Entsetzen nach Sklavinnenrettung mitten in London

GROSSBRITANNIEN Drei Frauen wurden offenbar dreißig Jahre lang gefangen gehalten. Experten schätzen, dass in Großbritannien weit über 4.000 Menschen in sklavenähnlichen Verhältnissen leben

„Es handelt sich hier um einen sehr schlimmen Fall“

SPRECHERIN DER HEILSARMEE

LONDON taz | Große Fassungslosigkeit herrscht in Großbritannien, nachdem am Donnerstag bekannt geworden war, dass drei Frauen in London einem 30 Jahre langen Haussklavinnendasein entkommen konnten. Premierminister David Cameron sagte am Freitag, er fände die Nachricht über die Ausbeutung der drei Frauen „vollkommen entsetzlich“. Der leitende Ermittler Kevin Heyland gab an, dass es einer der schlimmsten Fälle von Sklaverei sei, mit denen er je zu tun hatte.

Die Freedom Charity, die sich normalerweise mit Zwangsheiraten auseinandersetzt, war im Oktober nach einer BBC-Dokumentation zu diesem Thema von einer der drei Frauen kontaktiert worden. Die drei, eine 69-jährige Malaysierin, eine 57-jährige Irin und eine 30-jährige Britin, konnten in einer Rettungsaktion der Polizei ihrem Gefängnis im Südlondoner Stadtteil Lambeth entkommen. Zwei 67-jährige Personen, ein Mann und eine Frau, beide nach Polizeiangaben nicht britischer Abstammung, sind wegen Sklaverei und Verschleppung angeklagt, bleiben aber zunächst gegen Kaution auf freiem Fuß.

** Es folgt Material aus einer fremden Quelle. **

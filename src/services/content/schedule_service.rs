//! 개인 학습 일정 서비스
//!
//! 일정은 본인만 보고 고칠 수 있습니다. 남의 일정 ID는 404로 응답합니다.

use std::sync::Arc;
use mongodb::bson::{oid::ObjectId, DateTime};
use singleton_macro::service;
use crate::core::errors::AppError;
use crate::domain::dto::content::{ScheduleFilter, ScheduleRequest, ScheduleResponse};
use crate::domain::entities::content::schedule::{validate_time_range, Schedule};
use crate::domain::models::auth::AuthenticatedUser;
use crate::repositories::content::schedule_repo::ScheduleRepository;
use crate::repositories::users::user_repo::UserRepository;
use crate::utils::id_utils::{parse_object_id, parse_optional_object_id, require_id};
use crate::utils::string_utils::clean_optional_string;
use crate::utils::time_utils::from_utc;

#[service(name = "schedule")]
pub struct ScheduleService {
    schedule_repo: Arc<ScheduleRepository>,
    user_repo: Arc<UserRepository>,
}

/// 요청을 일정에 반영합니다. 시간 범위와 강좌 ID를 검증합니다.
fn apply_request(schedule: &mut Schedule, request: ScheduleRequest) -> Result<(), AppError> {
    let start_time = from_utc(request.start_time);
    let end_time = from_utc(request.end_time);
    validate_time_range(start_time, end_time)?;

    schedule.title = request.title.trim().to_string();
    schedule.description = clean_optional_string(request.description);
    schedule.course_id = parse_optional_object_id(request.course_id.as_deref(), "course_id")?;
    schedule.start_time = start_time;
    schedule.end_time = end_time;
    schedule.location = clean_optional_string(request.location);
    Ok(())
}

impl ScheduleService {
    /// 내 일정 (시작 시각순)
    pub async fn list(&self, auth: &AuthenticatedUser, filter: &ScheduleFilter) -> Result<Vec<ScheduleResponse>, AppError> {
        let my_id = self.caller_id(auth).await?;
        let schedules = self.schedule_repo
            .list_by_user(&my_id, filter.from.map(from_utc), filter.to.map(from_utc))
            .await?;

        Ok(schedules.into_iter().map(ScheduleResponse::from).collect())
    }

    pub async fn create(&self, auth: &AuthenticatedUser, request: ScheduleRequest) -> Result<ScheduleResponse, AppError> {
        let my_id = self.caller_id(auth).await?;

        let now = DateTime::now();
        let mut schedule = Schedule {
            id: None,
            user_id: my_id,
            title: String::new(),
            description: None,
            course_id: None,
            start_time: now,
            end_time: now,
            location: None,
            created_at: now,
            updated_at: now,
        };
        apply_request(&mut schedule, request)?;

        let created = self.schedule_repo.create(schedule).await?;
        Ok(ScheduleResponse::from(created))
    }

    pub async fn update(&self, auth: &AuthenticatedUser, schedule_id: &str, request: ScheduleRequest) -> Result<ScheduleResponse, AppError> {
        let my_id = self.caller_id(auth).await?;
        let mut schedule = self.load_own(&my_id, schedule_id).await?;

        apply_request(&mut schedule, request)?;
        schedule.updated_at = DateTime::now();
        self.schedule_repo.save(&schedule).await?;

        Ok(ScheduleResponse::from(schedule))
    }

    pub async fn delete(&self, auth: &AuthenticatedUser, schedule_id: &str) -> Result<(), AppError> {
        let my_id = self.caller_id(auth).await?;
        let schedule = self.load_own(&my_id, schedule_id).await?;

        self.schedule_repo.delete(&require_id(&schedule.id)?).await?;
        Ok(())
    }

    async fn load_own(&self, user_id: &ObjectId, schedule_id: &str) -> Result<Schedule, AppError> {
        let id = parse_object_id(schedule_id, "schedule_id")?;

        match self.schedule_repo.find_by_id(&id).await? {
            Some(schedule) if &schedule.user_id == user_id => Ok(schedule),
            _ => Err(AppError::NotFound("일정을 찾을 수 없습니다".to_string())),
        }
    }

    async fn caller_id(&self, auth: &AuthenticatedUser) -> Result<ObjectId, AppError> {
        let me = self.user_repo.find_profile(&auth.user_id).await?;
        require_id(&me.id)
    }
}

#[cfg(test)]
mod tests {
    use super::*;
    use chrono::{Duration, Utc};

    fn blank(user_id: ObjectId) -> Schedule {
        let now = DateTime::now();
        Schedule {
            id: None,
            user_id,
            title: String::new(),
            description: None,
            course_id: None,
            start_time: now,
            end_time: now,
            location: None,
            created_at: now,
            updated_at: now,
        }
    }

    fn request(start_offset_hours: i64, end_offset_hours: i64) -> ScheduleRequest {
        let base = Utc::now();
        ScheduleRequest {
            title: " 스터디 ".to_string(),
            description: None,
            course_id: None,
            start_time: base + Duration::hours(start_offset_hours),
            end_time: base + Duration::hours(end_offset_hours),
            location: Some("  ".to_string()),
        }
    }

    #[test]
    fn test_apply_request() {
        let mut schedule = blank(ObjectId::new());

        apply_request(&mut schedule, request(1, 2)).unwrap();

        assert_eq!(schedule.title, "스터디");
        assert_eq!(schedule.location, None);
        assert!(schedule.end_time > schedule.start_time);
    }

    #[test]
    fn test_end_before_start_rejected() {
        let mut schedule = blank(ObjectId::new());
        assert!(matches!(apply_request(&mut schedule, request(2, 1)), Err(AppError::ValidationError(_))));
    }

    #[test]
    fn test_bad_course_id_rejected() {
        let mut schedule = blank(ObjectId::new());
        let mut bad = request(1, 2);
        bad.course_id = Some("xyz".to_string());

        assert!(matches!(apply_request(&mut schedule, bad), Err(AppError::ValidationError(_))));
    }
}
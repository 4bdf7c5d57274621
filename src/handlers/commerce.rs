//! # Cart / Wishlist / Address HTTP Handlers
//!
//! 사용자별 커머스 문서를 다룹니다. 모든 경로는 호출자 자신의 문서만 대상으로 합니다.

use actix_web::{delete, get, patch, post, put, web, HttpResponse};
use validator::Validate;
use crate::core::errors::{validation_error, AppError};
use crate::domain::dto::commerce::{
    AddCourseRequest, AddressRequest, AddressResponse, CartResponse, WishlistResponse,
};
use crate::domain::models::auth::AuthenticatedUser;
use crate::services::commerce::{AddressService, CartService, WishlistService};

/// 장바구니 (강좌 제목/가격과 합계 포함)
#[utoipa::path(get, path = "/api/cart", tag = "cart", responses((status = 200, body = CartResponse)))]
#[get("")]
pub async fn get_cart(auth: AuthenticatedUser) -> Result<HttpResponse, AppError> {
    let response = CartService::instance().get(&auth).await?;
    Ok(HttpResponse::Ok().json(response))
}

#[utoipa::path(
    post,
    path = "/api/cart",
    tag = "cart",
    request_body = AddCourseRequest,
    responses(
        (status = 200, body = CartResponse),
        (status = 400, description = "이미 수강 중"),
        (status = 404, description = "강좌 없음"),
        (status = 409, description = "이미 장바구니에 있음"),
    )
)]
#[post("")]
pub async fn add_to_cart(
    auth: AuthenticatedUser,
    payload: web::Json<AddCourseRequest>,
) -> Result<HttpResponse, AppError> {
    let response = CartService::instance().add(&auth, payload.into_inner()).await?;
    Ok(HttpResponse::Ok().json(response))
}

#[utoipa::path(
    delete,
    path = "/api/cart/{course_id}",
    tag = "cart",
    params(("course_id" = String, Path, description = "강좌 ID")),
    responses((status = 200, body = CartResponse), (status = 404, description = "장바구니에 없음"))
)]
#[delete("/{course_id}")]
pub async fn remove_from_cart(auth: AuthenticatedUser, path: web::Path<String>) -> Result<HttpResponse, AppError> {
    let response = CartService::instance().remove(&auth, &path).await?;
    Ok(HttpResponse::Ok().json(response))
}

#[utoipa::path(delete, path = "/api/cart", tag = "cart", responses((status = 200, body = CartResponse)))]
#[delete("")]
pub async fn clear_cart(auth: AuthenticatedUser) -> Result<HttpResponse, AppError> {
    let response = CartService::instance().clear(&auth).await?;
    Ok(HttpResponse::Ok().json(response))
}

#[utoipa::path(get, path = "/api/wishlist", tag = "wishlist", responses((status = 200, body = WishlistResponse)))]
#[get("")]
pub async fn get_wishlist(auth: AuthenticatedUser) -> Result<HttpResponse, AppError> {
    let response = WishlistService::instance().get(&auth).await?;
    Ok(HttpResponse::Ok().json(response))
}

/// 위시리스트 추가. 최대 25개, 중복은 409입니다.
#[utoipa::path(
    post,
    path = "/api/wishlist",
    tag = "wishlist",
    request_body = AddCourseRequest,
    responses(
        (status = 200, body = WishlistResponse),
        (status = 400, description = "최대 개수 초과"),
        (status = 404, description = "강좌 없음"),
        (status = 409, description = "이미 위시리스트에 있음"),
    )
)]
#[post("")]
pub async fn add_to_wishlist(
    auth: AuthenticatedUser,
    payload: web::Json<AddCourseRequest>,
) -> Result<HttpResponse, AppError> {
    let response = WishlistService::instance().add(&auth, payload.into_inner()).await?;
    Ok(HttpResponse::Ok().json(response))
}

#[utoipa::path(
    delete,
    path = "/api/wishlist/{course_id}",
    tag = "wishlist",
    params(("course_id" = String, Path, description = "강좌 ID")),
    responses((status = 200, body = WishlistResponse), (status = 404, description = "위시리스트에 없음"))
)]
#[delete("/{course_id}")]
pub async fn remove_from_wishlist(auth: AuthenticatedUser, path: web::Path<String>) -> Result<HttpResponse, AppError> {
    let response = WishlistService::instance().remove(&auth, &path).await?;
    Ok(HttpResponse::Ok().json(response))
}

/// 내 주소 목록 (기본 주소 먼저)
#[utoipa::path(get, path = "/api/addresses", tag = "addresses", responses((status = 200, body = Vec<AddressResponse>)))]
#[get("")]
pub async fn list_addresses(auth: AuthenticatedUser) -> Result<HttpResponse, AppError> {
    let response = AddressService::instance().list(&auth).await?;
    Ok(HttpResponse::Ok().json(response))
}

/// 주소 추가. 첫 주소는 자동으로 기본 주소가 됩니다.
#[utoipa::path(
    post,
    path = "/api/addresses",
    tag = "addresses",
    request_body = AddressRequest,
    responses((status = 201, body = AddressResponse), (status = 400, description = "입력 검증 실패"))
)]
#[post("")]
pub async fn create_address(
    auth: AuthenticatedUser,
    payload: web::Json<AddressRequest>,
) -> Result<HttpResponse, AppError> {
    payload.validate().map_err(validation_error)?;

    let response = AddressService::instance().create(&auth, payload.into_inner()).await?;
    Ok(HttpResponse::Created().json(response))
}

#[utoipa::path(
    put,
    path = "/api/addresses/{id}",
    tag = "addresses",
    params(("id" = String, Path, description = "주소 ID")),
    request_body = AddressRequest,
    responses((status = 200, body = AddressResponse), (status = 404, description = "주소 없음"))
)]
#[put("/{id}")]
pub async fn update_address(
    auth: AuthenticatedUser,
    path: web::Path<String>,
    payload: web::Json<AddressRequest>,
) -> Result<HttpResponse, AppError> {
    payload.validate().map_err(validation_error)?;

    let response = AddressService::instance().update(&auth, &path, payload.into_inner()).await?;
    Ok(HttpResponse::Ok().json(response))
}

/// 기본 주소 지정. 다른 주소의 기본 표시는 모두 해제됩니다.
#[utoipa::path(
    patch,
    path = "/api/addresses/{id}/default",
    tag = "addresses",
    params(("id" = String, Path, description = "주소 ID")),
    responses((status = 200, body = AddressResponse), (status = 404, description = "주소 없음"))
)]
#[patch("/{id}/default")]
pub async fn set_default_address(auth: AuthenticatedUser, path: web::Path<String>) -> Result<HttpResponse, AppError> {
    let response = AddressService::instance().set_default(&auth, &path).await?;
    Ok(HttpResponse::Ok().json(response))
}

#[utoipa::path(
    delete,
    path = "/api/addresses/{id}",
    tag = "addresses",
    params(("id" = String, Path, description = "주소 ID")),
    responses((status = 204, description = "삭제됨"), (status = 404, description = "주소 없음"))
)]
#[delete("/{id}")]
pub async fn delete_address(auth: AuthenticatedUser, path: web::Path<String>) -> Result<HttpResponse, AppError> {
    AddressService::instance().delete(&auth, &path).await?;
    Ok(HttpResponse::NoContent().finish())
}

Nach Polizeiangaben wurden die drei Opfer in schrecklichen Umständen gefangengehalten und seien zutiefst traumatisiert. Eine Sprecherin der Heilsarmee, die sich im Auftrag der Regierung normalerweise um die Opfer von Verschleppung und Menschenhandel kümmert, sagte der taz, dass die Frauen nicht in ihrer Obhut seien – „ein Zeichen, dass es sich hier um einen sehr schlimmen Fall handelt oder dass es Gesundheitsprobleme gibt, die intensivere Hilfe erforderlich machen“. Ob die 30-Jährige, die laut Polizei ihr ganzes Leben in Sklaverei verbracht hatte, ein Kind eines ihrer Peiniger ist, wurde nicht bekannt.

Es ist nicht der erste solche Fall in Großbritannien. Im Oktober war in Manchester das Ehepaar Ilyas Ashar, 84, und Tallat Ashar, 66, zu zehn Jahren Haft verurteilt worden, weil es eine taubstumme Frau als Haussklavin hielt.

In einem anderen Fall, bei dem dieses Jahr Urteile fielen, wurden Alkoholiker und Drogenabhängige von Travellern in Ostlondon gefangengehalten und als Billigjobber vermietet. Außerdem deckte die Polizei einen Ring auf, der verschleppte asiatische Kinder auf Cannabisplantagen ausbeutete.

Laut der Organisation Walk Free leben in Großbritannien 4.200 bis 4.600 Menschen in sklavereiähnlichen Verhältnissen. Anthony Steen von der Human Trafficking Foundation, die die Regierung beim Kampf gegen Menschenhandel berät, sagte am Freitag, moderne Sklaverei sei meist versteckt. Aufgedeckt werden könne sie durch aufmerksame Nachbarn – wenn beispielsweise jemand offensichtlich in einer Wohnung lebt, aber nie das Haus verlässt oder wie in diesem Fall höchstens zum Wäscheaufhängen unter Aufsicht.